● **EXERCISE DETAILS**:
Nothing below is to be printed except the lines between the line holding "with server results." and the line holding "pub fn failed(mut self, error: &SyncError)", inclusive, each exactly as it appears.
++++++++
//! Reconciliation reports.
//!
//! One [`GroupReport`] per group, one [`ServerReport`] per server and one
//! [`RunReport`] per run. Reports are serializable and logged as JSON.

use chrono::{DateTime, Utc};
use serde::{Deserialize, Serialize};
use uuid::Uuid;

use rolesync_core::error::{ErrorKind, SyncError};
use rolesync_core::types::{ApplyOutcome, MembershipDelta};

use crate::statistics::RunSummary;

/// What started a run.
#[derive(Debug, Clone, Copy, PartialEq, Eq, Serialize, Deserialize)]
#[serde(rename_all = "snake_case")]
pub enum RunTrigger {
    /// Immediate run when the scheduler starts.
    Startup,
    /// Periodic tick.
    Interval,
    /// Explicit "run now" request.
    Manual,
}

impl std::fmt::Display for RunTrigger {
    fn fmt(&self, f: &mut std::fmt::Formatter<'_>) -> std::fmt::Result {
        match self {
            Self::Startup => write!(f, "startup"),
            Self::Interval => write!(f, "interval"),
            Self::Manual => write!(f, "manual"),
        }
    }
}

/// Outcome of reconciling one group.
#[derive(Debug, Clone, Copy, PartialEq, Eq, Hash, Serialize, Deserialize)]
#[serde(rename_all = "snake_case")]
pub enum GroupStatus {
    /// Not reconciled this cycle; see [`SkipReason`].
    Skipped,
    /// Target and current membership already matched.
    InSync,
    /// Every change was applied.
    Reconciled,
    /// Some principal operations failed.
    Partial,
    /// Nothing could be applied for the group.
    Failed,
    /// Dry run: changes were computed but not applied.
    Planned,
}

/// Why a group was skipped.
#[derive(Debug, Clone, Copy, PartialEq, Eq, Serialize, Deserialize)]
#[serde(rename_all = "snake_case")]
pub enum SkipReason {
    /// The registry has not processed the group yet.
    Unprocessed,
    /// The registry could not be read.
    RegistryUnavailable,
    /// The directory could not be read.
    DirectoryUnavailable,
}

/// Per-group result.
#[derive(Debug, Clone, Serialize, Deserialize)]
pub struct GroupReport {
    pub group: String,
    pub status: GroupStatus,
    #[serde(default, skip_serializing_if = "Option::is_none")]
    pub skip_reason: Option<SkipReason>,
    #[serde(default, skip_serializing_if = "Option::is_none")]
    pub error_kind: Option<ErrorKind>,
    #[serde(default, skip_serializing_if = "Option::is_none")]
    pub error: Option<String>,
    /// Computed changes (empty when skipped).
    #[serde(default)]
    pub delta: MembershipDelta,
    /// Applied changes (absent when skipped, failed or planned).
    #[serde(default, skip_serializing_if = "Option::is_none")]
    pub outcome: Option<ApplyOutcome>,
}

impl GroupReport {
    /// A skipped group.
    pub fn skipped(group: impl Into<String>, reason: SkipReason, error: Option<&SyncError>) -> Self {
        Self {
            group: group.into(),
            status: GroupStatus::Skipped,
            skip_reason: Some(reason),
            error_kind: error.map(SyncError::kind),
            error: error.map(ToString::to_string),
            delta: MembershipDelta::default(),
            outcome: None,
        }
    }

    /// A dry-run result.
    pub fn planned(group: impl Into<String>, delta: MembershipDelta) -> Self {
        Self {
            group: group.into(),
            status: GroupStatus::Planned,
            skip_reason: None,
            error_kind: None,
            error: None,
            delta,
            outcome: None,
        }
    }

    /// The delta was applied, possibly with principal-level failures.
    pub fn applied(group: impl Into<String>, delta: MembershipDelta, outcome: ApplyOutcome) -> Self {
        let status = if !outcome.is_clean() {
            GroupStatus::Partial
        } else if delta.is_empty() {
            GroupStatus::InSync
        } else {
            GroupStatus::Reconciled
        };
        Self {
            group: group.into(),
            status,
            skip_reason: None,
            error_kind: None,
            error: None,
            delta,
            outcome: Some(outcome),
        }
    }

    /// Applying the delta failed as a whole.
    pub fn failed(group: impl Into<String>, delta: MembershipDelta, error: &SyncError) -> Self {
        Self {
            group: group.into(),
            status: GroupStatus::Failed,
            skip_reason: None,
            error_kind: Some(error.kind()),
            error: Some(error.to_string()),
            delta,
            outcome: None,
        }
    }
}

/// Outcome of reconciling one server.
#[derive(Debug, Clone, Copy, PartialEq, Eq, Serialize, Deserialize)]
#[serde(rename_all = "snake_case")]
pub enum ServerStatus {
    /// Groups were processed (individual groups may still have failed).
    Completed,
    /// Connection parameters or credentials are invalid.
    Skipped,
    /// The group list could not be read, or the task died.
    Failed,
}

/// Per-server result.
#[derive(Debug, Clone, Serialize, Deserialize)]
pub struct ServerReport {
    pub server: String,
    pub status: ServerStatus,
    #[serde(default, skip_serializing_if = "Option::is_none")]
    pub error_kind: Option<ErrorKind>,
    #[serde(default, skip_serializing_if = "Option::is_none")]
    pub error: Option<String>,
    #[serde(default)]
    pub groups: Vec<GroupReport>,
    pub started_at: DateTime<Utc>,
    pub finished_at: DateTime<Utc>,
}

impl ServerReport {
    /// Start a report for a server.
    pub fn new(server: impl Into<String>) -> Self {
        let now = Utc::now();
        Self {
            server: server.into(),
            status: ServerStatus::Completed,
            error_kind: None,
            error: None,
            groups: Vec::new(),
            started_at: now,
            finished_at: now,
        }
    }

    /// Finish with the given group reports.
    #[must_use]
    pub fn completed(mut self, groups: Vec<GroupReport>) -> Self {
        self.groups = groups;
        self.finished_at = Utc::now();
        self
    }

    /// Finish as skipped because of a configuration error.
    #[must_use]
    pub fn skipped(mut self, error: &SyncError) -> Self {
        self.status = ServerStatus::Skipped;
        self.error_kind = Some(error.kind());
        self.error = Some(error.to_string());
        self.finished_at = Utc::now();
        self
    }

    /// Finish as failed.
    #[must_use]
    pub fn failed(mut self, kind: Option<ErrorKind>, error: impl Into<String>) -> Self {
        self.status = ServerStatus::Failed;
        self.error_kind = kind;
        self.error = Some(error.into());
        self.finished_at = Utc::now();
        self
    }

    /// Number of groups with the given status.
    #[must_use]
    pub fn count(&self, status: GroupStatus) -> usize {
        self.groups.iter().filter(|g| g.status == status).count()
    }
}

/// Overall run status.
#[derive(Debug, Clone, Copy, PartialEq, Eq, Serialize, Deserialize)]
#[serde(rename_all = "snake_case")]
pub enum RunStatus {
    /// Servers were listed and dispatched.
    Completed,
    /// The server list could not be read.
    Failed,
}

/// Result of one reconciliation run.
#[derive(Debug, Clone, Serialize, Deserialize)]
pub struct RunReport {
    pub run_id: Uuid,
    pub trigger: RunTrigger,
    pub dry_run: bool,
    pub status: RunStatus,
    #[serde(default, skip_serializing_if = "Option::is_none")]
    pub error: Option<String>,
    pub started_at: DateTime<Utc>,
    pub finished_at: DateTime<Utc>,
    #[serde(default)]
    pub servers: Vec<ServerReport>,
    /// Servers abandoned because the run deadline passed before they started.
    #[serde(default, skip_serializing_if = "Vec::is_empty")]
    pub not_started: Vec<String>,
    pub summary: RunSummary,
}

impl RunReport {
    /// Start a report.
    #[must_use]
    pub fn new(trigger: RunTrigger, dry_run: bool) -> Self {
        let now = Utc::now();
        Self {
            run_id: Uuid::new_v4(),
            trigger,
            dry_run,
            status: RunStatus::Completed,
            error: None,
            started_at: now,
            finished_at: now,
            servers: Vec::new(),
            not_started: Vec::new(),
            summary: RunSummary::default(),
        }
    }

    /// Finish with server results.
    #[must_use]
    pub fn completed(mut self, servers: Vec<ServerReport>, not_started: Vec<String>) -> Self {
        self.summary = RunSummary::from_servers(&servers, not_started.len());
        self.servers = servers;
        self.not_started = not_started;
        self.finished_at = Utc::now();
        self
    }

    /// Finish as a cycle-level failure.
    #[must_use]
    pub fn failed(mut self, error: &SyncError) -> Self {
        self.status = RunStatus::Failed;
        self.error = Some(error.to_string());
        self.finished_at = Utc::now();
        self
    }

    /// Whether the run failed as a whole.
    #[must_use]
    pub fn is_failed(&self) -> bool {
        self.status == RunStatus::Failed
    }

    /// Run duration in milliseconds.
    #[must_use]
    pub fn duration_ms(&self) -> i64 {
        (self.finished_at - self.started_at).num_milliseconds()
    }
}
++++++++
● **PROBLEM SOLUTION**:
    /// Finish with server results.
    #[must_use]
    pub fn completed(mut self, servers: Vec<ServerReport>, not_started: Vec<String>) -> Self {
        self.summary = RunSummary::from_servers(&servers, not_started.len());
        self.servers = servers;
        self.not_started = not_started;
        self.finished_at = Utc::now();
        self
    }

    /// Finish as a cycle-level failure.
    #[must_use]
    pub fn failed(mut self, error: &SyncError) -> Self {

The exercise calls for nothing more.